Подошли какие-то люди и презрительно пнули меня ногами. Я был в состоянии такого бесчувствия, что даже не ощущал тоски по зеленой моей родине. На второй день ко мне подошел человек и стал рубить меня топором. Я лишился чувств. Когда я пришел в себя, я снова лежал связанный на телеге, стояла ночь, и человек длинной палкой погонял волов, напевая. Сознание медленно возвращалось ко мне. И чудилось мне, что я перевоплотился в какую-то иную форму органической жизни. Я не чувствовал волшебного брожения сока, жизненной силы волокон, живой поверхности коры. По обе стороны телеги шли еще люди, пешком. Под безмолвной и состраждущей белизной луны я ощутил бесконечную тоску по полям, по запаху сена, по птицам и травам, по всей великой живительной душе божества, что трепещет средь ветвей. Я чувствовал, что настает другая, практическая жизнь, для службы и работы. Но какая? Я слыхал о деревьях, что превращаются в поленья, греют и питают и, обретая в сожительстве с человеком томление по богу, вздымают свои руки из пламени, силясь оторваться от земли: они рассеиваются, величественно преобразованные в дым, становятся тучами, сдружаясь со звездами и синевою, чтоб жить отныне в белом и гордом покое бессмертных и чувствовать шаг бога!

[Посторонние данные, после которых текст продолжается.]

#[cfg(test)]
mod tests {
    use super::*;
    use crate::driver::run;
    use crate::simulator::Simulator;
    use bean_core::data::{OrderBook, OrderBookSeries, OrderBookSnapshot, Transactions};
    use bean_core::ledger::Portfolio;
    use bean_core::traits::Exchange;
    use bean_core::types::Coin;
    use chrono::{DateTime, TimeZone, Utc};

    fn create_time(secs: i64) -> DateTime<Utc> {
        Utc.timestamp_opt(1_600_000_000 + secs, 0).unwrap()
    }

    fn create_pair() -> Pair {
        Pair::new(Coin::Btc, Coin::Usdt)
    }

    fn create_sim(btc: f64) -> Simulator {
        let book = OrderBook::new(
            vec![Order::new(99.0, 1.0), Order::new(95.0, 20.0)],
            vec![Order::new(101.0, 1.0), Order::new(110.0, 5.0)],
        );
        let portfolio = Portfolio::with_balances([(Coin::Btc, btc), (Coin::Usdt, 10_000.0)]);
        Simulator::new("sim", create_time(0), portfolio).with_pair(
            create_pair(),
            OrderBookSeries::new(vec![OrderBookSnapshot::new(create_time(0), book)]),
            Transactions::default(),
        )
    }

    fn create_strategy() -> OrderScan {
        OrderScan::new(OrderScanParams {
            tick_secs: 10,
            trading_amount: 0.5,
            ..OrderScanParams::new("sim", create_pair())
        })
        .unwrap()
    }

    fn views(sim: &Simulator) -> ExchangeViews<'_> {
        ExchangeViews::from([(sim.name().to_string(), sim as &dyn Exchange)])
    }

    fn create_static(price: f64, amount: f64, age: u32) -> StaticOrder {
        StaticOrder { price, amount, age }
    }

    #[test]
    fn test_merge_orders_ages_and_drops() {
        let tracked = vec![create_static(101.0, 20.0, 3), create_static(105.0, 15.0, 1)];
        let levels = vec![
            Order::new(101.0, 25.0),
            Order::new(102.0, 5.0),
            Order::new(103.0, 12.0),
        ];
        assert_eq!(
            merge_orders(true, 10.0, &tracked, &levels),
            vec![
                create_static(101.0, 25.0, 4),
                create_static(103.0, 12.0, 1),
                create_static(105.0, 15.0, 1),
            ]
        );

        // a tracked ask inside the new touch was lifted
        let tracked = vec![create_static(100.0, 30.0, 5), create_static(101.0, 20.0, 2)];
        let merged = merge_orders(true, 10.0, &tracked, &levels);
        assert_eq!(merged[0], create_static(101.0, 25.0, 3));
        assert!(merged.iter().all(|o| o.price != 100.0));

        // tracked 104 sat between new levels and is gone
        let tracked = vec![create_static(104.0, 30.0, 5)];
        let levels = vec![Order::new(103.0, 12.0), Order::new(106.0, 12.0)];
        assert_eq!(
            merge_orders(true, 10.0, &tracked, &levels),
            vec![create_static(103.0, 12.0, 1), create_static(106.0, 12.0, 1)]
        );
    }

    #[test]
    fn test_merge_orders_bids_and_empty_side() {
        let tracked = vec![create_static(95.0, 20.0, 1), create_static(90.0, 50.0, 4)];
        let levels = vec![Order::new(99.0, 1.0), Order::new(95.0, 22.0)];
        assert_eq!(
            merge_orders(false, 10.0, &tracked, &levels),
            vec![create_static(95.0, 22.0, 2), create_static(90.0, 50.0, 4)]
        );
        assert_eq!(merge_orders(false, 10.0, &tracked, &[]), tracked);

        // the last level shrank below the threshold, so it is no longer tracked
        let levels = vec![Order::new(99.0, 1.0), Order::new(95.0, 3.0)];
        assert_eq!(
            merge_orders(false, 10.0, &tracked, &levels),
            vec![create_static(90.0, 50.0, 4)]
        );
    }

    #[test]
    fn test_near_static_order() {
        let tracked = vec![create_static(98.0, 20.0, 2), create_static(95.0, 20.0, 3)];
        assert_eq!(near_static_order(&tracked, 2, 99.0, 10.0), Some(tracked[1]));
        assert_eq!(near_static_order(&tracked, 2, 99.0, 4.0), None);
        assert_eq!(near_static_order(&tracked, 1, 99.0, 4.0), Some(tracked[0]));
    }

    #[test]
    fn test_flattens_at_mid_without_static_orders() {
        let sim = create_sim(0.3);
        let actions = create_strategy().grind(&views(&sim));
        assert_eq!(actions, vec![TradeAction::place("sim", create_pair(), 100.0, -0.3)]);
    }

    #[test]
    fn test_leans_on_static_bid_after_min_age() {
        let sim = create_sim(0.0);
        let mut strategy = create_strategy();
        assert!(strategy.grind(&views(&sim)).is_empty());
        assert!(strategy.grind(&views(&sim)).is_empty());
        assert_eq!(strategy.static_bids(), &[create_static(95.0, 20.0, 2)]);
        assert!(strategy.static_asks().is_empty());
        assert_eq!(
            strategy.grind(&views(&sim)),
            vec![TradeAction::place("sim", create_pair(), 97.0, 0.5)]
        );
    }

    #[test]
    fn test_invalid_book_keeps_state() {
        let sim = Simulator::new("sim", create_time(0), Portfolio::new()).with_pair(
            create_pair(),
            OrderBookSeries::new(vec![OrderBookSnapshot::new(
                create_time(0),
                OrderBook::new(vec![Order::new(95.0, 20.0)], vec![]),
            )]),
            Transactions::default(),
        );
        let mut strategy = create_strategy();
        assert!(strategy.grind(&views(&sim)).is_empty());
        assert!(strategy.static_bids().is_empty());
        assert!(strategy.grind(&ExchangeViews::new()).is_empty());
    }

    #[test]
    fn test_validate_and_config_mismatch() {
        assert!(OrderScanParams::new("sim", create_pair()).validate().is_ok());
        let params = OrderScanParams {
            distance: 0.0,
            ..OrderScanParams::new("sim", create_pair())
        };
        assert!(matches!(OrderScan::new(params), Err(BacktestError::InvalidConfig(_))));
        let params = OrderScanParams {
            threshold: -1.0,
            ..OrderScanParams::new("sim", create_pair())
        };
        assert!(params.validate().is_err());
    }

    #[test]
    fn test_run_places_ahead_of_static_bid() {
        let mut sims = vec![create_sim(0.0)];
        let mut strategy = create_strategy();
        let result = run(&mut strategy, &mut sims, create_time(0), create_time(30)).unwrap();

        assert_eq!(result.strategy, "order_scan");
        assert!(result.transactions.is_empty());
        let actions = sims[0].actions();
        assert_eq!(actions.len(), 1);
        assert_eq!(actions[0].time, create_time(20));
        assert_eq!(
            actions[0].action,
            TradeAction::place("sim", create_pair(), 97.0, 0.5)
        );
    }
}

Слыхал я также, что деревья становятся балками для кровель домов: подобные счастливцы приобщаются в теплых сумерках нежной силы поцелуев и смеха; их любят, украшают, холят; подвешивают к ним скорбные тела Христосов; они — предмет человеческих устремлений, им дана безмерная и гордая радость дарящих приют бесприютным; и смех детей, и влюбленные стоны, и откровения, и вздохи — элегии голоса, — все, что напоминает им шепот воды, дрожанье листьев, песни ветров, — вся эта благодать омывает их, уже познавших свет жизни, как бескрайную, полную добра душу.
Я слышал также о деревьях со счастливой судьбою, ставших мачтами кораблей, чтоб вдыхать запах моря и слушать легенды бурь, чтоб странствовать, сражаться, жить уносимыми волною в беспредельность, средь нежданных сияний — как души, исторгнутые из тела, что вершат впервые странствие по небу!